United States District Court, W.D. New York

July 26, 2017

BILLIE R. BANKS, Plaintiff,
v.
GENERAL MOTORS, LLC, Defendant.

          ORDER

          HON. HUGH B. SCOTT, UNITED STATES MAGISTRATE JUDGE

         Before the Court is plaintiff's third (cf. Docket Nos. 48, 51 (motions to compel); Docket No. 59 (Order)) motion to compel (Docket No. 65). Responses to this motion were due by June 29, 2017, with replies due July 6, 2017 (Docket No. 66). Defendant filed a timely response (Docket No. 70) and plaintiff duly replied (Docket No. 71), and the motion was deemed submitted.
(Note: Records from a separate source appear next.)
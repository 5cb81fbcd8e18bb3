//! A single grid position's candidate set and resolved value.

use sudowave_core::{Digit, DigitSet};

use crate::{CellError, SeedStream};

/// One solving cell: the digits it can still become, and the digit it
/// resolved to, if any.
///
/// A cell is in exactly one of two states: unresolved, with zero or more
/// candidates; or collapsed, with a value and an empty candidate set.
/// Candidates only ever shrink. An unresolved cell with no candidates left
/// is a contradiction and dooms the whole grid.
#[derive(Debug, Clone, Copy, PartialEq, Eq)]
pub struct Cell {
    candidates: DigitSet,
    value: Option<Digit>,
}

impl Cell {
    /// Creates an unresolved cell with the full candidate set.
    #[must_use]
    pub fn new() -> Self {
        Self {
            candidates: DigitSet::FULL,
            value: None,
        }
    }

    /// Returns the number of remaining candidates.
    ///
    /// Lower entropy means more constrained; the generation loop always
    /// collapses among the lowest-entropy cells first.
    #[must_use]
    pub fn entropy(&self) -> usize {
        self.candidates.len()
    }

    /// Returns the resolved digit, or `None` while unresolved.
    #[must_use]
    pub fn value(&self) -> Option<Digit> {
        self.value
    }

    /// Returns `true` if the cell has resolved to a digit.
    #[must_use]
    pub fn is_collapsed(&self) -> bool {
        self.value.is_some()
    }

    /// Returns `true` if the cell is unresolved with no candidates left.
    #[must_use]
    pub fn has_contradiction(&self) -> bool {
        !self.is_collapsed() && self.candidates.is_empty()
    }

    /// Removes `digit` from the candidate set.
    ///
    /// Removing an absent candidate, or removing from a collapsed cell
    /// (whose set is already empty), is a no-op.
    pub fn remove_candidate(&mut self, digit: Digit) {
        self.candidates.remove(digit);
    }

    /// Resolves the cell to one of its candidates, drawn uniformly from
    /// `rng`, and empties the candidate set.
    ///
    /// # Errors
    ///
    /// Returns [`CellError::AlreadyCollapsed`] if the cell holds a value.
    /// This is checked before the candidate count so a repeated collapse
    /// fails cleanly instead of reducing a draw modulo zero.
    /// Returns [`CellError::OutOfStates`] if no candidates remain.
    pub fn collapse(&mut self, rng: &mut SeedStream) -> Result<Digit, CellError> {
        if self.is_collapsed() {
            return Err(CellError::AlreadyCollapsed);
        }
        if self.candidates.is_empty() {
            return Err(CellError::OutOfStates);
        }
        let pick = rng.pick_index(self.candidates.len());
        let digit = self.candidates.nth(pick).ok_or(CellError::OutOfStates)?;
        self.candidates = DigitSet::EMPTY;
        self.value = Some(digit);
        Ok(digit)
    }
}

impl Default for Cell {
    fn default() -> Self {
        Self::new()
    }
}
         Meanwhile, the Scheduling Order (Docket Nos. 59, 63) had discovery conclude by June 26, 2017; this Court later recognized that this deadline would need to be changed due to the pending motion to compel (Docket No. 66). The parties then moved jointly to extend time to conduct depositions (Docket No. 67), which was granted (Docket No. 68). Discovery then was due by July 14, 2017, again with this Court providing that this deadline may be extended further upon action on the pending motion to compel (Docket No. 69).

         BACKGROUND

         This is a Title VII action in which plaintiff also alleged claims under the New York State Human Rights Law (Docket No. 1, Compl). As summarized in a prior series of motions (Docket No. 48, Pl. Atty. Decl. ¶ 3; Docket No. 59, Order of Feb. 13, 2017, at 2), plaintiff claims that she was discriminated against due to her race and sex, that defendant created and permitted a hostile work environment, and retaliated against her when she complained about this discrimination (e.g., Docket No. 48, Pl. Atty. Decl. ¶ 3). Plaintiff, an African American woman (Docket No. 1, Compl. ¶ 23), alleges that in 2006 she was employed as a Site Safety Supervisor at defendant's Lockport, New York, plant, after working in other positions at that plant since 1996 (id. ¶¶ 31-33). She claims that she was underpaid relative to white male employees in similar positions (id. ¶ 36) and that she was subjected to different terms and conditions of employment due to her race and gender (id. ¶ 43). From October 2002 defendant hired an investigator to follow plaintiff while she was out of work on disability (id. ¶ 44). When plaintiff returned to work, plaintiff was accused by personnel director Jim Fennell of stealing company time by fraudulently claiming disability, which plaintiff denied. Nevertheless, plaintiff was terminated. (Id. ¶ 45.) Plaintiff's medical records confirmed her disability and limitations (id. ¶ 46). After reporting this, plaintiff was reinstated, but no punitive action was taken against Fennell (id. ¶ 47). She alleged other instances of racial and gender discrimination (id. ¶¶ 49-55 (use of racial epithet without punishment), 56 (plaintiff's directive as Safety Supervisor being ignored by white employees), 57 (unlike white Safety Supervisors, plaintiff was never provided support staff)).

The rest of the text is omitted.